# DATA PROVIDED
Content starts

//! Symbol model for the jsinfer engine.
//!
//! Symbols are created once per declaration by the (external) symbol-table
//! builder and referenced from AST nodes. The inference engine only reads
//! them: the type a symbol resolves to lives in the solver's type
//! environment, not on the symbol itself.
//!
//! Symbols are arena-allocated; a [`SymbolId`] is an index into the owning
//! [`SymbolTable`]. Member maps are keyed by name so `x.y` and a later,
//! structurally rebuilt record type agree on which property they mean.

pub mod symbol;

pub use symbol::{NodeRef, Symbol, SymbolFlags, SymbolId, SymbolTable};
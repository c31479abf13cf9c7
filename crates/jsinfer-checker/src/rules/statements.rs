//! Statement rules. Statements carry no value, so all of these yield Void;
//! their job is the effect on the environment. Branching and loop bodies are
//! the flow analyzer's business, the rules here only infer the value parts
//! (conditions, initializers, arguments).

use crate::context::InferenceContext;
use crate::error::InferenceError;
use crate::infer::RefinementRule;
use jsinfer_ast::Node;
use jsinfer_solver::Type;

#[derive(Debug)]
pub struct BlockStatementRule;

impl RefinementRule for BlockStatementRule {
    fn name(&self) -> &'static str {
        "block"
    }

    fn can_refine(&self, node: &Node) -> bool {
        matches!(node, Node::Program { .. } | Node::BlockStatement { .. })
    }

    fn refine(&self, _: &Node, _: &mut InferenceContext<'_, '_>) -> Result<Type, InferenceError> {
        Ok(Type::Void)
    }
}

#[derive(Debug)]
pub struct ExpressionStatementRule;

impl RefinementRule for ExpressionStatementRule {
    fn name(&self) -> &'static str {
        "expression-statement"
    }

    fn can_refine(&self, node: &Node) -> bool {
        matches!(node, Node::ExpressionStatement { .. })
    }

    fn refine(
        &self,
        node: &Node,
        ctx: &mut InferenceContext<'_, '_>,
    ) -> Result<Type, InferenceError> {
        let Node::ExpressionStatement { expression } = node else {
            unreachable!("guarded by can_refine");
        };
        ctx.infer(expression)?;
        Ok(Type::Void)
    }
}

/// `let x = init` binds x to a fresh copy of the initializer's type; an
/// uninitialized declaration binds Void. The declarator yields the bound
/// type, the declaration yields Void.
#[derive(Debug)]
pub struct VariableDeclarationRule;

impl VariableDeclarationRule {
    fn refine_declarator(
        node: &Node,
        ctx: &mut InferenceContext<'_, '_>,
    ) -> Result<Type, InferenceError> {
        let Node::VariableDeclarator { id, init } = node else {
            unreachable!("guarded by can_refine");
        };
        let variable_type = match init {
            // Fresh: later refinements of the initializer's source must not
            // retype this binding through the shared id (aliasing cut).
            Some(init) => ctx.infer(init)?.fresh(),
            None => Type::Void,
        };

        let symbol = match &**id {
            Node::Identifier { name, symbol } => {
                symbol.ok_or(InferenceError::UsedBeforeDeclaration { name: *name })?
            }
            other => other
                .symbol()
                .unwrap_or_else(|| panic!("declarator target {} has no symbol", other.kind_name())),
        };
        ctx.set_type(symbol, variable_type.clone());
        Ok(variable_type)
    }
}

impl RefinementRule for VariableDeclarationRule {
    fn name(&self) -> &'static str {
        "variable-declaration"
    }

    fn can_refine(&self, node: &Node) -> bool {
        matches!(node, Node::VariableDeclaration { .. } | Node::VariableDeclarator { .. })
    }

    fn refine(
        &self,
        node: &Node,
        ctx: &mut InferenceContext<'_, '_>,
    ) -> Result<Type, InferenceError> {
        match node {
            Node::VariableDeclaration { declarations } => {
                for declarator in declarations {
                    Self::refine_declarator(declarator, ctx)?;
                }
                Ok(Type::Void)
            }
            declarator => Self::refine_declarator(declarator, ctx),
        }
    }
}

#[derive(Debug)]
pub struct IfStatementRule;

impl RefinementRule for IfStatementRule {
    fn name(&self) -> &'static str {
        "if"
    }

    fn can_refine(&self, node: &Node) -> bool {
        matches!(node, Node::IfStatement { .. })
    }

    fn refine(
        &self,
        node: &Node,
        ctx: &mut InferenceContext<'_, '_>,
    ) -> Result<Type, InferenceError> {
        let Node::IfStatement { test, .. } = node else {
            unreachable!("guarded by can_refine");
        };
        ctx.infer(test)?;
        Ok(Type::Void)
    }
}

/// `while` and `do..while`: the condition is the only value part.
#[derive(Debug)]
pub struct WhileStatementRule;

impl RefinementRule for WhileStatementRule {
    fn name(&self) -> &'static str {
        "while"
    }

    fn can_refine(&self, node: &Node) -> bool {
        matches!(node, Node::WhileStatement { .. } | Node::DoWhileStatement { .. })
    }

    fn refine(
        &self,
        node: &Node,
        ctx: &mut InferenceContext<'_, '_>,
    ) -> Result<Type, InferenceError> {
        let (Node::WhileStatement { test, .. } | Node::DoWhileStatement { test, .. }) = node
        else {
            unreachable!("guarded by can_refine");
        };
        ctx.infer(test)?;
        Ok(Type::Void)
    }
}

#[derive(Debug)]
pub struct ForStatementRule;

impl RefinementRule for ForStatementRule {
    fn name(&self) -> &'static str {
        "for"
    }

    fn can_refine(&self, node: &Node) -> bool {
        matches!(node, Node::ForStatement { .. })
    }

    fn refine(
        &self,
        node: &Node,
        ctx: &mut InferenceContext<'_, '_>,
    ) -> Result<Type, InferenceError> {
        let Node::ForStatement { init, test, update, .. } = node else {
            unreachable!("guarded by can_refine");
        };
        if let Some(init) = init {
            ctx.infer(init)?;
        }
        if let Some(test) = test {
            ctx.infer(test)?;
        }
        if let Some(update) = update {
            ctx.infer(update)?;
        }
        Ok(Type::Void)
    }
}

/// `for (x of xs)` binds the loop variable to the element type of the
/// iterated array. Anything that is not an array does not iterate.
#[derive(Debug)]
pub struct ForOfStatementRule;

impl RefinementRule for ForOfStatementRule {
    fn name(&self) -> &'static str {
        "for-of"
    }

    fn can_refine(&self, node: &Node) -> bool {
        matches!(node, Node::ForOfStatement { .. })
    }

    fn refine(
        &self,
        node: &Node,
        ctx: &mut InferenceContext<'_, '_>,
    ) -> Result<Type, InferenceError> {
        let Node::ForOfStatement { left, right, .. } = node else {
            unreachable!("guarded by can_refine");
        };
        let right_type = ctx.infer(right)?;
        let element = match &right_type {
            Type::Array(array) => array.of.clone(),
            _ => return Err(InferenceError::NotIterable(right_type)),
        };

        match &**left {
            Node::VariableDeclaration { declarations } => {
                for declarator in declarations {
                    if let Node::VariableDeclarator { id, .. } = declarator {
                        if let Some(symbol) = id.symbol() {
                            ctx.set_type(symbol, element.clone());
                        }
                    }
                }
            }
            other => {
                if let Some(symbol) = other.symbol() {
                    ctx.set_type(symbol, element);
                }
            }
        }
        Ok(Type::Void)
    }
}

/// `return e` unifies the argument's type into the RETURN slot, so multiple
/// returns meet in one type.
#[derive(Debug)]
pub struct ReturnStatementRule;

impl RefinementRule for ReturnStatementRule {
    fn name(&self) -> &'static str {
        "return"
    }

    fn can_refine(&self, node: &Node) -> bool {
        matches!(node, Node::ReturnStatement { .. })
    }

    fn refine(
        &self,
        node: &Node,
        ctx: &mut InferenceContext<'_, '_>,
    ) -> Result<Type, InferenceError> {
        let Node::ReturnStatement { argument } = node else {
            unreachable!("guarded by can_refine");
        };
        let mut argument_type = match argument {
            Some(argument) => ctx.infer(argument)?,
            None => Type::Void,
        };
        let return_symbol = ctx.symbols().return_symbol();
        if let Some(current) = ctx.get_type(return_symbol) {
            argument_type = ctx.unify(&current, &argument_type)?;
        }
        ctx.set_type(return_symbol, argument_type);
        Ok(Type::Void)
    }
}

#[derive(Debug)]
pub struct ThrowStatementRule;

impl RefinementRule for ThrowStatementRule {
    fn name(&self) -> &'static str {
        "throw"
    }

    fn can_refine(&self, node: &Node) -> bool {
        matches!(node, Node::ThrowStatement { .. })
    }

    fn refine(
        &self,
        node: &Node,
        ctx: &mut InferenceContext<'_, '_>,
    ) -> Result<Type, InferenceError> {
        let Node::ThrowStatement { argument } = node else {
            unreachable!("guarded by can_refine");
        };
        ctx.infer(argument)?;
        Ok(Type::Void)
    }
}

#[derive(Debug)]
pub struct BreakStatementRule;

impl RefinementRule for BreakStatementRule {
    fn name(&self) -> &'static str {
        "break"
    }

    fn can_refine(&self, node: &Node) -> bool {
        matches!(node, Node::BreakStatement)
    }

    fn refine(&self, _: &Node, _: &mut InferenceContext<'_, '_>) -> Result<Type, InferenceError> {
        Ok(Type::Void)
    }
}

Content ends

# EXERCISE OBJECTIVE
Reproduce exactly the stretch of the material above that starts at the line with "Member maps are" and ends at the line with "filename crates/jsinfer-checker/src/rules/statements.rs", both included, and nothing else.

# RESULT FOR THIS EXERCISE
//! [`SymbolTable`]. Member maps are keyed by name so `x.y` and a later,
//! structurally rebuilt record type agree on which property they mean.

pub mod symbol;

pub use symbol::{NodeRef, Symbol, SymbolFlags, SymbolId, SymbolTable};
repository c31479abf13cf9c7
filename crates/jsinfer-checker/src/rules/statements.rs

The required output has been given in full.